BTS's Magic Shop and Mental Health
By Samuel Liang | He/Him/His
TW: This article mentions suicide, self-injurious behavior, anxiety, or other mentions of mental health disorders. Continue at your own discretion. If you or someone you know are in need of help or want to talk to someone, please dial the 988 Suicide and Crisis Lifeline
It wasn’t until May 6, 2021, that I was formally diagnosed by my doctor with Generalized Anxiety Disorder (GAD). And I was prescribed medication for a while, but it wasn’t helping, so I discussed with my doctor if I could do talk therapy instead, and he was okay with it. The problem is - I still have yet to see a mental health professional about my anxiety.
December 2022, and I had the biggest argument with my family that made me want to take my own life. And my dad, as much as I love him, I hate him. And I know this is so not Buddhist of me, but this is me being honest. My dad is truly a conservative. He says he’s moderate, but he sounds more conservative than ever. In fact, I don’t even remember what my argument with my family was about, all I do remember was, my dad threatened to kick me out of the house and cut me off of everything.
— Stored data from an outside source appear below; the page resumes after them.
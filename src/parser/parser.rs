//! Recursive-descent parser over the lexer's token stream.
//!
//! Declarations are handed to a `ModelBuilder` as soon as they are
//! recognized; method bodies and field initializers are skipped and kept as
//! source text. Tokens are pulled from the lexer on demand into a small
//! lookahead buffer.

use std::collections::VecDeque;

use tracing::{debug, trace, warn};

use super::error::{ErrorRecovery, ParseError};
use super::lexer::{Lexer, LexicalToken, Token};
use super::span::Location;
use crate::config::{Config, RecoveryPolicy};
use crate::error::{Error, Result};
use crate::model::{
    BoundKind, BuildError, ClassKind, DocComment, Import, JavaAnnotation, JavaClass, JavaField, JavaMethod,
    JavaParameter, ModelBuilder, Modifier, SourceUnit, TypeArg, TypeParam, TypeRef,
};

/// Where parsing resumes after a recoverable error
#[derive(Debug, Clone, Copy, PartialEq, Eq)]
enum SkipScope {
    TopLevel,
    /// Inside a class body opened at this bracket level
    Member { level: usize },
}

/// Parser for one Java source unit
pub struct Parser<'a> {
    source: &'a str,
    lexer: Lexer<'a>,
    lookahead: VecDeque<LexicalToken>,
    pub(super) last_location: Location,
    last_end: usize,
    /// Open `(`, `[` and `{` among the consumed tokens
    brackets: usize,
    builder: ModelBuilder,
    recovery: ErrorRecovery,
    pub(super) config: Config,
    pub(super) depth: usize,
}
I was hurt so much on the inside, all I did for the rest of the week was stay inside my room and cry.
While that was going on, I was inside my room, a mess, my head was hurting because I kept hearing voices in my head, and I even rehearsed in my head how I wanted to take my life. I really wanted to end it all, but I could never commit to it. It took a video call with one of my closest friends to calm myself and a call to the 988 number. And listening to BTS.
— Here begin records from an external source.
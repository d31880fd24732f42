//! Parser module for Java source units
//!
//! Lexing, the declaration grammar and the annotation-value sub-grammar.
//! The parser never builds a syntax tree: it drives the model builder.

pub mod annotation;
pub mod error;
pub mod lexer;
pub mod literal;
pub mod parser;
pub mod span;

pub use error::{ErrorKind, ErrorRecovery, ParseError, ParseResult};
pub use lexer::{Lexer, LexicalToken, Token};
pub use parser::Parser;
pub use span::Location;

use crate::config::Config;
use crate::error::Result;
use crate::model::SourceUnit;

/// Parse one source unit into its frozen model
pub fn parse_source(source: &str, config: &Config) -> Result<SourceUnit> {
    parser::parse(source, config)
}

#[cfg(test)]
mod tests {
    use super::*;

    #[test]
    fn test_parse_simple_class() {
        let source = r#"
package com.example;

public class HelloWorld {
    public static void main(String[] args) {
        System.out.println("Hello, World!");
    }
}
"#;

        let unit = parse_source(source, &Config::default()).expect("Failed to parse");
        assert_eq!(unit.classes.len(), 1);
        assert_eq!(unit.classes[0].fully_qualified_name, "com.example.HelloWorld");
        assert_eq!(unit.classes[0].methods[0].signature(), "void main(String[])");
    }

    #[test]
    fn test_parse_with_imports() {
        let source = r#"
package com.example;

import java.util.List;
import java.util.*;
import static java.lang.Math.PI;

public class TestClass {
    private List<String> items = new ArrayList<>();
}
"#;

        let unit = parse_source(source, &Config::default()).expect("Failed to parse");
        assert_eq!(unit.imports.len(), 3);
        assert!(unit.imports[1].is_wildcard);
        assert!(unit.imports[2].is_static);
        assert_eq!(unit.imports[2].to_string(), "import static java.lang.Math.PI;");
        assert_eq!(unit.classes[0].fields[0].initializer.as_deref(), Some("new ArrayList<>()"));
    }
}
While I am no longer thinking about taking my own life anymore, it doesn’t mean these thoughts won’t come back. But I will do my best to keep them at bay. And this is after remembering that, as a BTS fan, there is a song that has a special meaning to me after listening to them multiple times. “Magic Shop” which is a song written by BTS is about a place of refuge for the heartbroken, a place of healing for the disturbed, and a place of love for those who are lonely. And I realized, that I needed to enter the Magic Shop. The lyrics state “When I hate being myself, when I just want to disappear forever, I open one door and there I was in your heart. If you open that door and come in, I’ll be waiting for you there.” Meaning that, when I enter the Magic Shop, I will be greeted by fans alike, friends, family, and BTS to comfort me.
“Love Myself, Love Yourself.”
— RM of BTS
If there’s any Buddhist value that fits our theme of healing and mental health, it is self-care and self-love. It took two public figures to take a step back from the public eye, to start the conversation regarding that mental health is still health. Simone Biles and Naomi Osaka, two, well respected athletes, despite being well-known, made us remember, no matter who we are as a person, we’re still human. And that’s what they did when they took a step back from the spotlight. To focus on their own well-being.